En marge de la publication des chiffres du marché de la musique en France pour le premier trimestre de l'année, le Syndicat national des éditeurs phonographiques (SNEP) a appelé de ses voeux l'examen rapide de la future loi issue des conclusions de la mission Olivennes, remises au chef de l'Etat en novembre dernier. Avec un chiffre d'affaires global en baisse de 17,8%, le marché de gros de la musique souffre toujours de l'érosion de ventes de musique sur supports physiques, qui perdent 23,2% sur un an.
Le numérique, pourtant en hausse de 61% sur un an, n'endigue en rien le phénomène, constate le SNEP. La téléphonie mobile a généré 9,9 millions d'euros sur le trimestre, contre 6,9 millions d'euros pour les services de vente sur Internet. Le streaming, incarné par les offres d'abonnement illimité, fait quant à lui ses premiers pas, avec des revenus estimés à 600.000 euros. Le piratage est sans surprise toujours considéré comme une entrave au développement du marché du numérique.

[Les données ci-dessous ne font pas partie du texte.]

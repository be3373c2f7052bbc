//! Unit tests exercising the public API one component at a time.

mod query_test;
mod record_test;
mod store_test;
//! End-to-end tests: population, persistence and the session facade together.

mod persistence_test;
mod scenario_test;
mod session_test;
//! Population scenarios over a shared store

use localgraph::{
    execute_query, rel_types, GraphError, GraphPopulator, GraphStore, LocalSession, PropertyMap,
    SharedStore,
};
use serde_json::{json, Value};
use std::sync::{Arc, Mutex};

/// Program → FunctionDeclaration(main) → BlockStatement → ExpressionStatement → CallExpression(helper)
fn one_declaration_with_call() -> Value {
    json!({
        "type": "Program",
        "body": [{
            "type": "FunctionDeclaration",
            "id": {"type": "Identifier", "name": "main"},
            "params": [],
            "body": {
                "type": "BlockStatement",
                "body": [{
                    "type": "ExpressionStatement",
                    "expression": {
                        "type": "CallExpression",
                        "callee": {"type": "Identifier", "name": "helper"},
                        "arguments": []
                    }
                }]
            },
            "loc": {"start": {"line": 1, "column": 0}, "end": {"line": 3, "column": 1}}
        }]
    })
}

fn populate(store: &SharedStore) -> usize {
    let mut session = LocalSession::new(Arc::clone(store));
    GraphPopulator::default()
        .populate(&mut session, &one_declaration_with_call(), "a.src", "p1")
        .unwrap()
        .node_count
}

fn counts(store: &SharedStore) -> (usize, usize) {
    let store = store.lock().unwrap();
    (store.node_count(), store.relationship_count())
}

#[test]
fn test_scenario_a_single_population() {
    let store: SharedStore = Arc::new(Mutex::new(GraphStore::in_memory().unwrap()));
    let node_count = populate(&store);

    assert_eq!(node_count, 5);

    let (nodes, rels) = counts(&store);
    assert!(nodes >= 2);
    assert!(rels >= 1);

    let store = store.lock().unwrap();
    assert_eq!(store.find_nodes("File", &PropertyMap::new()).len(), 1);
    let decl = store.find_nodes("Declaration", &PropertyMap::new().with("name", "main"));
    assert_eq!(decl.len(), 1);
    assert_eq!(decl[0].properties.get_int("line"), Some(1));

    let contains = store
        .relationships()
        .into_iter()
        .filter(|r| r.rel_type == rel_types::CONTAINS)
        .count();
    assert!(contains >= 1);

    let calls = execute_query(
        &store,
        "MATCH (f:Function {name: 'main'})-[:CALLS]->(c:Call) RETURN c.name AS callee",
    )
    .unwrap();
    assert_eq!(calls.len(), 1);
    assert_eq!(calls[0].get_str("callee").unwrap(), "helper");
}

#[test]
fn test_scenario_b_repopulation_is_idempotent() {
    let store: SharedStore = Arc::new(Mutex::new(GraphStore::in_memory().unwrap()));

    populate(&store);
    let first = counts(&store);
    let node_count = populate(&store);
    let second = counts(&store);

    assert_eq!(first, second);
    assert_eq!(node_count, 5);
}

#[test]
fn test_scenario_c_find_file_by_project() {
    let store: SharedStore = Arc::new(Mutex::new(GraphStore::in_memory().unwrap()));
    populate(&store);

    let store = store.lock().unwrap();
    let files = store.find_nodes("File", &PropertyMap::new().with("projectId", "p1"));
    assert_eq!(files.len(), 1);
    assert_eq!(files[0].properties.get_string("path"), Some("a.src"));
    assert!(store
        .find_nodes("File", &PropertyMap::new().with("projectId", "p2"))
        .is_empty());
}

#[test]
fn test_scenario_d_bogus_start_id() {
    let store: SharedStore = Arc::new(Mutex::new(GraphStore::in_memory().unwrap()));
    populate(&store);

    let mut store = store.lock().unwrap();
    let before = store.snapshot();
    let target = store.find_nodes("File", &PropertyMap::new())[0].identity;

    let err = store
        .create_relationship(987_654, target, rel_types::CONTAINS, PropertyMap::new())
        .unwrap_err();

    assert!(matches!(err, GraphError::NodeNotFound { ref node_id } if node_id == "987654"));
    assert_eq!(store.snapshot(), before);
}

#[test]
fn test_changed_file_adds_without_pruning() {
    let store: SharedStore = Arc::new(Mutex::new(GraphStore::in_memory().unwrap()));
    populate(&store);

    let renamed = json!({"type": "Program", "body": [
        {"type": "FunctionDeclaration", "id": {"type": "Identifier", "name": "entry"}}
    ]});
    let mut session = LocalSession::new(Arc::clone(&store));
    GraphPopulator::default()
        .populate(&mut session, &renamed, "a.src", "p1")
        .unwrap();

    let store = store.lock().unwrap();
    let names: Vec<&str> = store
        .find_nodes("Function", &PropertyMap::new())
        .into_iter()
        .filter_map(|n| n.properties.get_string("name"))
        .collect();
    assert_eq!(names, vec!["main", "entry"]);
    assert_eq!(store.find_nodes("File", &PropertyMap::new()).len(), 1);
}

« Il faut que la loi Hadopi soit installée avant la fin d'année, ou le début d'année 2009 », a martelé mardi Hervé Rony, directeur général du SNEP. En conséquence, le représentant des maisons de disque souhaite que le Parlement se penche au plus vite sur la question, de façon à ce que l'éventuelle adoption d'un texte de loi soit suivi de son examen dans le cadre des débats sur la loi de Finances établissant le budget 2009. « Il ne faut pas envoyer 100 ou 500 messages, mais des dizaines de milliers de messages, et pour cela, il faut que l'autorité indépendante ait des moyens », ajoute-t-il.
Riposte graduée...
D'où l'intérêt, selon le SNEP, d'un examen des plus rapides par le Parlement. Officiellement soutenu par le président Sarkozy, le projet de loi Hadopi risque de cristalliser certaines tensions politiques, d'autant que certaines dispositions du futur texte, telle que la suspension de l'abonnement à Internet de celui qui télécharge en cas de récidive, fait déjà l'objet d'attaques, portées au niveau européen par les députés Michel Rocard et Guy Bono.

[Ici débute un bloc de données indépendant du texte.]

//! Core graph types and operations.
//!
//! This module defines the fundamental building blocks:
//! - [`Node`]: Labeled entities representing files and code constructs
//! - [`Relationship`]: Typed, directed edges between nodes
//! - [`GraphStore`]: The in-process store with find-or-create semantics

mod property;
mod store;
mod types;

pub(crate) use property::float_to_int;
pub use property::{PropertyMap, PropertyValue};
pub use store::{GraphStats, GraphStore};
pub use types::{label_set, rel_types, Node, NodeId, Relationship, RelationshipId};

Rappelons que la future loi - en admettant qu'elle respecte les décisions issues des accords de l'Elysée en novembre dernier prévoit la création d'une autorité indépendant, l'Hadopi, dont le plus haut cercle sera composé de magistrats ayant la capacité d'instruire une mesure telle que la suspension de l'abonnement à Internet. Selon le principe de riposte graduée, les internautes convaincus d'échanges illégaux de fichiers devraient recevoir divers messages d'avertissement envoyés par cette autorité avant de voir leur abonnement à Internet suspendu pendant un mois. En cas de récidive, une suspension pouvant aller jusqu'à un an, avec impossibilité d'ouvrir une autre ligne, serait prévue.
... et filtrage des réseaux ?
Suite aux accords de novembre, les fournisseurs d'accès à Internet se sont engagés à tester des méthodes de filtrage des réseaux, dans le but de déterminer comment, concrètement, juguler les échanges illégaux sur les réseaux P2P. Un accord non suivi de faits si l'on en croit le SNEP. Accompagné d'autres ayants droit, lui conduirait des tests auprès de différentes sociétés privées.

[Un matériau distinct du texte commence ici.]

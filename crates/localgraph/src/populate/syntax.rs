//! Classification of syntax tree nodes.
//!
//! Trees arrive as ESTree-shaped JSON: every node is an object with a string
//! `type`. [`TreeNode::classify`] maps each node onto a closed set of shapes
//! the populator knows how to turn into graph entities.

use serde_json::Value;

/// Declaration kinds that become `[<Kind>, Declaration]` nodes.
#[derive(Debug, Clone, Copy, PartialEq, Eq)]
pub enum EntityKind {
    /// `function f() {}` or a named function expression
    Function,
    /// `class C {}`
    Class,
    /// Method inside a class body
    Method,
    /// `const x = ...`
    Variable,
}

impl EntityKind {
    /// Labels for nodes of this kind, primary label first.
    pub fn labels(self) -> [&'static str; 2] {
        let primary = match self {
            EntityKind::Function => "Function",
            EntityKind::Class => "Class",
            EntityKind::Method => "Method",
            EntityKind::Variable => "Variable",
        };
        [primary, "Declaration"]
    }
}

/// One tree node, classified.
#[derive(Debug, Clone, PartialEq)]
pub enum TreeNode<'a> {
    /// Named declaration; children are contained by it
    Entity {
        /// Declaration kind
        kind: EntityKind,
        /// Declared name
        name: &'a str,
        /// 1-based source line, when the tree carries locations
        line: Option<i64>,
    },
    /// `import ... from 'source'`
    Import {
        /// Module specifier
        source: &'a str,
        /// 1-based source line
        line: Option<i64>,
    },
    /// Call with an identifier or member-expression callee
    Call {
        /// Callee text, e.g. `helper` or `console.log`
        callee: String,
        /// 1-based source line
        line: Option<i64>,
    },
    /// Any other typed node: traversed, but creates nothing
    PassThrough {
        /// The node's `type`
        node_type: &'a str,
    },
    /// Object without a string `type`; the subtree is skipped
    Skip {
        /// What was wrong with it
        reason: String,
    },
}

impl<'a> TreeNode<'a> {
    /// Classify a tree object.
    pub fn classify(node: &'a Value) -> Self {
        let Some(node_type) = node.get("type").and_then(Value::as_str) else {
            let reason = match node.get("type") {
                None => "node has no `type`".to_string(),
                Some(other) => format!("node `type` is not a string: {other}"),
            };
            return TreeNode::Skip { reason };
        };

        let line = start_line(node);
        let entity = |kind, name: Option<&'a str>| match name {
            Some(name) => TreeNode::Entity { kind, name, line },
            None => TreeNode::PassThrough { node_type },
        };

        match node_type {
            "FunctionDeclaration" | "FunctionExpression" => {
                entity(EntityKind::Function, identifier(node.get("id")))
            }
            "ClassDeclaration" => entity(EntityKind::Class, identifier(node.get("id"))),
            "MethodDefinition" => entity(EntityKind::Method, identifier(node.get("key"))),
            "VariableDeclarator" => entity(EntityKind::Variable, identifier(node.get("id"))),
            "ImportDeclaration" => match node
                .get("source")
                .and_then(|s| s.get("value"))
                .and_then(Value::as_str)
            {
                Some(source) => TreeNode::Import { source, line },
                None => TreeNode::PassThrough { node_type },
            },
            "CallExpression" => match node.get("callee").and_then(callee_name) {
                Some(callee) => TreeNode::Call { callee, line },
                None => TreeNode::PassThrough { node_type },
            },
            _ => TreeNode::PassThrough { node_type },
        }
    }
}

/// Name of an `Identifier` node.
fn identifier(node: Option<&Value>) -> Option<&str> {
    let node = node?;
    if node.get("type").and_then(Value::as_str) != Some("Identifier") {
        return None;
    }
    node.get("name").and_then(Value::as_str).filter(|n| !n.is_empty())
}

/// `helper`, `this.save`, `console.log`; `None` for computed or dynamic callees.
fn callee_name(callee: &Value) -> Option<String> {
    match callee.get("type").and_then(Value::as_str)? {
        "Identifier" => identifier(Some(callee)).map(str::to_string),
        "ThisExpression" => Some("this".to_string()),
        "MemberExpression" => {
            if callee.get("computed").and_then(Value::as_bool) == Some(true) {
                return None;
            }
            let object = callee_name(callee.get("object")?)?;
            let property = identifier(callee.get("property"))?;
            Some(format!("{object}.{property}"))
        }
        _ => None,
    }
}

fn start_line(node: &Value) -> Option<i64> {
    node.get("loc")?.get("start")?.get("line")?.as_i64()
}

En matière de filtrage, deux voies sont ouvertes : la première consiste à couper purement et simplement le trafic issu ou en direction des réseaux peer-to-peer, ce qui présente l'inconvénient d'interdire les usages légaux de cette technologie. Avec la seconde, il s'agit de comparer la signature numérique des fichiers échangés de façon à détecter, puis bloquer, ceux qui correspondent à des oeuvres soumises au droit d'auteur. Confidentiels, les résultats seraient encourageants, assure le syndicat, même si le simple fait de chiffrer les données rendrait le travail de décryptage, puis de comparaison des signatures, d'une lourdeur extrême, impliquant des investissements de grande ampleur.
« L'idée n'est certainement pas de mettre un flic derrière chaque internaute, mais de montrer que le téléchargement illégal est devenu un jeu risqué », résume Lony. En espérant que la loi Hadopi soit votée et porte ses fruits, maisons de disque et ayants droit estiment qu'il est probable de voir repartir à la hausse la courbe des ventes de musique. « Il est indispensable que les fournisseurs d'accès commencent à considérer les contenus comme une véritable valeur ajoutée à leur offre », ajoute Christophe Lameignère, président du SNEP.